イスラムの豚肉と日本のレバ刺し

山口 巌

今日から愈々「レバ刺し禁止」である。この記事に依れば「違反した場合は2年以下の懲役、または200万円以下の罰金」との事である。監督官庁である厚労省の気合の入り方が尋常ではない。


同じ様な話で思い出すのは、イスラム諸国に於ける「豚肉禁止」である。私は30台の前半の三年強を中東で駐在員として過ごしたが、イスラム教徒の「豚」を忌避する所半端では無かった。その理由は色々と説明してくれる訳であるが、論理的な物では無い。

露骨に言ってしまえば「豚」は不浄のものであり、食べて体に取り込むなどトンデモナイといった結論ありきの話であったと記憶している。読者の皆さんに何か良い資料は無いかと探していたら、M. フセイン・マリク(マレーシア大学教授)のムスリムが豚肉を食べない医学的理由を発見した。

日本人には荒唐無稽に思われるだろうが、学歴がなく敬虔なイスラム庶民はもっと過激で「豚」を食べてるとか、「豚」は美味いとか言ったら殴られるか、石を投げられそうである。

「人間は自分の食べているものによってつくられる」という英国の諺がありますが、医師や医学者たちによれば、豚肉は人間の身体にとても有害なものです。豚肉の摂取は人間の性格を歪め、人間の道徳感を鈍らせ、同時に精神的能力を低下させて破壊的状況を引き起こします。 雄豚が十頭余り、群をなして雌豚と交尾する光景は一般によく見られることです。これに似た人間の行為は豚を食肉とする国の人々の間にも見られます。不道徳な行為の追求、食欲の満足だけのための食道楽、芸術家気取りやファッションの一部として行われる男女間の性交、アルコール漬けの状態の遊び三昧などが蔓延してどうしようもない状態にある国、それが豚を食肉にしている国々です。

さて、話を日本に戻さねばならない。厚労省が今回厳罰化を決めた理由としてレバ刺しの危険が挙げられている。しかしながら、厚労省の説明資料読んでも、一体何処がそんなに危険なのか? と言う気になる。

生の牛の肝臓などが原因と考えられる食中毒で、14年間で危険とされる腸管出血性大腸菌が原因の患者数は79人に過ぎない。死亡率は1~5%との事であるから、勿論リスクはゼロではないが、これ程目くじらを立てる様な話とはとても思えない。

リスクのある「食べ物」など他に幾らでもあるし、「食べ物」以外にもリスクは我々の身の回りの身近な所に、同様幾らでもある。

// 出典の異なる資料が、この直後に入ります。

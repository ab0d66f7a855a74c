// SPDX-FileCopyrightText: 2026 Palaver Contributors
// SPDX-License-Identifier: MIT OR Apache-2.0

//! Chat history operations with provider-id deduplication.
//!
//! A row is unique per (session, provider message id) when the id is known.
//! Re-recording the same id merges into the existing row:
//!
//! - `content`: first write wins, unless the stored content is empty
//! - `media_url` / `media_mime`: last non-null write wins
//! - `from_me` / `is_ai_generated`: sticky once set
//! - everything else keeps the stored value

use palaver_core::types::{HistoryEntry, HistoryWrite, NewHistoryEntry};
use palaver_core::PalaverError;
use rusqlite::{params, OptionalExtension};
use tracing::debug;

use crate::database::{map_tr_err, Database};
use crate::queries::parse_column;

const HISTORY_COLUMNS: &str = "id, session_id, chat_jid, provider_message_id, direction, \
     message_type, content, media_url, media_mime, from_me, is_ai_generated, timestamp";

fn history_from_row(row: &rusqlite::Row<'_>) -> rusqlite::Result<HistoryEntry> {
    Ok(HistoryEntry {
        id: row.get(0)?,
        session_id: row.get(1)?,
        chat_jid: row.get(2)?,
        provider_message_id: row.get(3)?,
        direction: parse_column(4, row.get(4)?)?,
        message_type: parse_column(5, row.get(5)?)?,
        content: row.get(6)?,
        media_url: row.get(7)?,
        media_mime: row.get(8)?,
        from_me: row.get(9)?,
        is_ai_generated: row.get(10)?,
        timestamp: row.get(11)?,
    })
}

fn select_by_provider_id(
    conn: &rusqlite::Connection,
    session_id: &str,
    provider_message_id: &str,
) -> rusqlite::Result<Option<HistoryEntry>> {
    conn.query_row(
        &format!(
            "SELECT {HISTORY_COLUMNS} FROM chat_history
             WHERE session_id = ?1 AND provider_message_id = ?2"
        ),
        params![session_id, provider_message_id],
        history_from_row,
    )
    .optional()
}

/// Apply the merge rule. Returns the merged row when anything changed.
pub(crate) fn merge(existing: &HistoryEntry, incoming: &NewHistoryEntry) -> Option<HistoryEntry> {
    let mut merged = existing.clone();

    if merged.content.is_empty() && !incoming.content.is_empty() {
        merged.content = incoming.content.clone();
    }
    if incoming.media_url.is_some() {
        merged.media_url = incoming.media_url.clone();
    }
    if incoming.media_mime.is_some() {
        merged.media_mime = incoming.media_mime.clone();
    }
    merged.from_me |= incoming.from_me;
    merged.is_ai_generated |= incoming.is_ai_generated;

    (merged != *existing).then_some(merged)
}

/// Insert a history row, or merge into the row sharing its provider id.
///
/// Lookup and write happen inside one transaction on the writer thread, so
/// concurrent records of the same id cannot both insert.
pub async fn record_history(
    db: &Database,
    entry: &NewHistoryEntry,
) -> Result<HistoryWrite, PalaverError> {
    let entry = entry.clone();
    let outcome = db
        .connection()
        .call(move |conn| -> Result<HistoryWrite, rusqlite::Error> {
            let tx = conn.transaction()?;
            let existing = match entry.provider_message_id.as_deref() {
                Some(id) => select_by_provider_id(&tx, &entry.session_id, id)?,
                None => None,
            };

            let outcome = match existing {
                None => {
                    tx.execute(
                        "INSERT INTO chat_history (session_id, chat_jid, provider_message_id,
                             direction, message_type, content, media_url, media_mime,
                             from_me, is_ai_generated, timestamp)
                         VALUES (?1, ?2, ?3, ?4, ?5, ?6, ?7, ?8, ?9, ?10, ?11)",
                        params![
                            entry.session_id,
                            entry.chat_jid,
                            entry.provider_message_id,
                            entry.direction.to_string(),
                            entry.message_type.to_string(),
                            entry.content,
                            entry.media_url,
                            entry.media_mime,
                            entry.from_me,
                            entry.is_ai_generated,
                            entry.timestamp,
                        ],
                    )?;
                    HistoryWrite::Inserted(tx.last_insert_rowid())
                }
                Some(existing) => match merge(&existing, &entry) {
                    Some(merged) => {
                        tx.execute(
                            "UPDATE chat_history
                             SET content = ?1, media_url = ?2, media_mime = ?3,
                                 from_me = ?4, is_ai_generated = ?5
                             WHERE id = ?6",
                            params![
                                merged.content,
                                merged.media_url,
                                merged.media_mime,
                                merged.from_me,
                                merged.is_ai_generated,
                                merged.id,
                            ],
                        )?;
                        HistoryWrite::Enriched(merged.id)
                    }
                    None => HistoryWrite::Unchanged(existing.id),
                },
            };
            tx.commit()?;
            Ok(outcome)
        })
        .await
        .map_err(map_tr_err)?;

    debug!(?outcome, "history recorded");
    Ok(outcome)
}

pub async fn find_history(
    db: &Database,
    session_id: &str,
    provider_message_id: &str,
) -> Result<Option<HistoryEntry>, PalaverError> {
    let (session_id, provider_message_id) =
        (session_id.to_string(), provider_message_id.to_string());
    db.connection()
        .call(move |conn| -> Result<Option<HistoryEntry>, rusqlite::Error> {
            select_by_provider_id(conn, &session_id, &provider_message_id)
        })
        .await
        .map_err(map_tr_err)
}

/// The last `limit` rows of a chat, returned oldest first.
pub async fn recent_history(
    db: &Database,
    session_id: &str,
    chat_jid: &str,
    limit: usize,
) -> Result<Vec<HistoryEntry>, PalaverError> {
    let (session_id, chat_jid) = (session_id.to_string(), chat_jid.to_string());
    let limit = i64::try_from(limit).unwrap_or(i64::MAX);
    db.connection()
        .call(move |conn| -> Result<Vec<HistoryEntry>, rusqlite::Error> {
            let mut stmt = conn.prepare(&format!(
                "SELECT {HISTORY_COLUMNS} FROM (
                     SELECT {HISTORY_COLUMNS} FROM chat_history
                     WHERE session_id = ?1 AND chat_jid = ?2
                     ORDER BY id DESC LIMIT ?3
                 ) ORDER BY id ASC"
            ))?;
            let rows = stmt.query_map(params![session_id, chat_jid, limit], history_from_row)?;
            rows.collect()
        })
        .await
        .map_err(map_tr_err)
}

/// Attach a media reference to the row with the given provider id.
pub async fn attach_media(
    db: &Database,
    session_id: &str,
    provider_message_id: &str,
    media_url: &str,
    media_mime: Option<&str>,
) -> Result<bool, PalaverError> {
    let (session_id, provider_message_id, media_url, media_mime) = (
        session_id.to_string(),
        provider_message_id.to_string(),
        media_url.to_string(),
        media_mime.map(str::to_string),
    );
    let changed = db
        .connection()
        .call(move |conn| -> Result<usize, rusqlite::Error> {
            conn.execute(
                "UPDATE chat_history
                 SET media_url = ?1, media_mime = COALESCE(?2, media_mime)
                 WHERE session_id = ?3 AND provider_message_id = ?4",
                params![media_url, media_mime, session_id, provider_message_id],
            )
        })
        .await
        .map_err(map_tr_err)?;
    Ok(changed > 0)
}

餅を喉に詰まらせ、高齢者が亡くなるのは正月の恒例行事である。東京消防庁管内だけでも下記の数字である。全国では「レバ刺し」食中毒とは比較にならぬ事故が発生しているのは確実である。

東京消防庁よると平成18年から平成22年までの5年間で、餅などに起因した窒息事故で601人が救急搬送されているそうです。

「レバ刺し」が危険だからとの理由で禁止となるのであれば、「餅」も禁止せねば理屈が通らない。参考迄に「餅」以外の危険な食べ物は下記が列記されている。

1位:もち(168例、「こんにゃく入りゼリー」の84倍危険)
2位:パン(90例、「こんにゃく入りゼリー」の45倍危険)
3位:ご飯(89例、「こんにゃく入りゼリー」の44.5倍危険)
4位:すし(41例、「こんにゃく入りゼリー」の20.5倍危険)

いっその事、パンや米の販売の自粛をスーパーに要請してはどうだろうか? 寿司屋に寿司の提供自粛も併せ行政指導すべきであろう。

「食べ物」以外のリスクと言えば、例えば「山登り」が思いつく。

昨年度ベースで、山岳遭難発生件数は1,942件( 前年対比+266件) 遭難者数 2,396人( 前年対比+311人)
うち死者・行方不明者294人(前年対比-23人)

どう考えても「レバ刺し」食中毒とは比較にならぬ事故、死者件数である。「レバ刺し」禁止なら当然「山登り」も禁止にすべきである。